Le sommet UE-Ukraine, prévu aujourd’hui à Evian (Haute-Savoie), devait être une chance pour Kiev, l’opportunité de convaincre ses partenaires occidentaux de sa vocation européenne. Mais à la veille de l’arrivée des émissaires ukrainiens sur les rives du lac Léman, le pays apparaît plus divisé et affaibli que jamais.
C’est le conflit géorgien qui a allumé la mèche. Alors que le président, Victor Iouchtchenko, a choisi très tôt d’appuyer son homologue géorgien, Mikhaïl Saakachvili, une grande partie de la classe politique ukrainienne a affiché sa neutralité, voire pris franchement position en faveur de la Russie. C’est le cas de Victor Ianoukovitch, leader du Parti des régions (prorusse), première force au Parlement, qui s’est même prononcé pour une reconnaissance de l’Abkhazie et de l’Ossétie du Sud. La chef du gouvernement, Ioulia Timochenko, a pour sa part adopté la politique de l’autruche, se voyant immédiatement accuser par le camp présidentiel d’intelligence avec Moscou.

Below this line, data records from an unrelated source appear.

//! Error types for the iplog worker
//!
//! This module defines all error types used throughout the crate.

use thiserror::Error;

/// Result type alias for iplog operations
pub type Result<T> = std::result::Result<T, Error>;

/// Core error type for the iplog worker
#[derive(Error, Debug)]
pub enum Error {
    /// The scanned log file is missing or unreadable
    #[error("File unavailable ({path}): {reason}")]
    FileUnavailable {
        /// Path that was scanned
        path: String,
        /// Why it could not be read
        reason: String,
    },

    /// The storage backend cannot be reached right now
    #[error("Storage unavailable: {0}")]
    StorageUnavailable(String),

    /// A concurrent writer won the race on a unique key
    #[error("Duplicate key: {0}")]
    DuplicateKey(String),

    /// Non-recoverable storage errors
    #[error("Storage error: {0}")]
    Storage(String),

    /// A bounded operation did not finish in time
    #[error("Timed out: {0}")]
    Timeout(String),

    /// Configuration errors
    #[error("Configuration error: {0}")]
    Config(String),

    /// I/O errors
    #[error("I/O error: {0}")]
    Io(#[from] std::io::Error),

    /// JSON serialization/deserialization errors
    #[error("JSON error: {0}")]
    Json(#[from] serde_json::Error),

    /// Generic error with context
    #[error("{0}")]
    Other(String),
}

impl Error {
    /// Create a file-unavailable error
    pub fn file_unavailable(path: impl Into<String>, reason: impl Into<String>) -> Self {
        Self::FileUnavailable {
            path: path.into(),
            reason: reason.into(),
        }
    }

    /// Create a storage-unavailable error
    pub fn storage_unavailable(msg: impl Into<String>) -> Self {
        Self::StorageUnavailable(msg.into())
    }

    /// Create a duplicate key error
    pub fn duplicate_key(msg: impl Into<String>) -> Self {
        Self::DuplicateKey(msg.into())
    }

    /// Create a storage error
    pub fn storage(msg: impl Into<String>) -> Self {
        Self::Storage(msg.into())
    }

    /// Create a timeout error
    pub fn timeout(msg: impl Into<String>) -> Self {
        Self::Timeout(msg.into())
    }

    /// Create a configuration error
    pub fn config(msg: impl Into<String>) -> Self {
        Self::Config(msg.into())
    }

    /// Whether retrying the same operation may succeed
    ///
    /// Duplicate keys count as transient: the losing upsert of a race
    /// becomes an update on the next attempt.
    pub fn is_transient(&self) -> bool {
        matches!(
            self,
            Self::StorageUnavailable(_) | Self::DuplicateKey(_) | Self::Timeout(_)
        )
    }
}

/// Helper for converting anyhow::Error to our Error type
impl From<anyhow::Error> for Error {
    fn from(err: anyhow::Error) -> Self {
        Self::Other(err.to_string())
    }
}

Disloquée. La crise s’est ensuite aggravée au Parlement : les élus du Biout, le parti de Ioulia Timochenko, ont voté à plusieurs reprises avec l’opposition la semaine dernière, notamment pour rogner les pouvoirs présidentiels. En réaction, une partie des députés de Notre Ukraine, le parti du Président, a quitté la coalition démocratique qu’elle formait depuis l’automne dernier avec le Biout. La coalition orange disloquée, c’est toute la «maison Ukraine» qui vacille, avec en toile de fond la menace de nouvelles législatives anticipées si les deux partis de la majorité ne se rabibochent pas rapidement. Le Président a lancé un ultimatum à son Premier ministre, la conjurant de revenir sur les lois votées et de prendre parti pour la Géorgie.
Une mise en demeure balayée par la dame de fer ukrainienne : «Notre position sur le conflit géorgien a toujours été claire et elle est en accord avec l’Union européenne : c’est la reconnaissance inconditionnelle de l’intégrité territoriale, de l’indépendance et de la souveraineté de la Géorgie. Quant aux lois votées au Parlement, elles faisaient partie des promesses de campagne de Iouchtchenko en 2004.»
Chacun place ses pions et tente de retourner l’opinion en vue de la présidentielle de l’hiver 2009-2010. Avec le soutien formel ou officieux des grandes puissances étrangères. Nombre d’observateurs estiment que Iouchtchenko profite de la crise pour rappeler à ses partenaires occidentaux que la stabilité de l’Ukraine passe par une intégration rapide à l’Union européenne et à l’Otan, quitte à bousculer l’agenda institutionnel. Le Président se réservant le rôle du chef de file pro-occidental. Il a reçu vendredi, lors de la visite de Dick Cheney à Kiev, le soutien de Washington, qui souhaite une adhésion rapide de l’Ukraine à l’organisation atlantiste.
Pasionaria. Moscou aussi, écarté un temps du jeu politique ukrainien, fait un retour en force. Le Kremlin ne peut imaginer que Iouchtchenko, pur nationaliste, puisse conserver son poste après 2010. La Russie semble donc s’être résignée à miser sur Ioulia Timochenko, la plus populaire dans les sondages, au détriment de Victor Ianoukovitch, l’allié traditionnel de Moscou. La pasionaria orange, par son charisme savamment orchestré, semble la seule à avoir conservé un vrai capital de sympathie parmi toutes les fractions électorales ukrainiennes. Cette dernière nie catégoriquement tout rapprochement avec la Russie. Ce qui ne l’a pas empêché de voter, trois fois de suite, avec les partis prorusses au Parlement. Les effets de ce travail de sape généralisé n’ont pas été longs à se faire sentir. L’Ukraine, dont la capacité de réformes est en panne, «se détruit elle-même», selon Volodymyr Poselskyy, expert de la fondation L’Ukraine dans l’Europe. «Etant donné qu’au sein même de l’Union européenne, les avis sont très partagés quant à la réponse à donner à ce pays, la division de la coalition orange tombe vraiment au pire moment, estime Poselskyy. Et cela donne des arguments aux détracteurs de l’Ukraine dans l’UE pour se borner, lors du sommet d’Evian, au strict minimum.»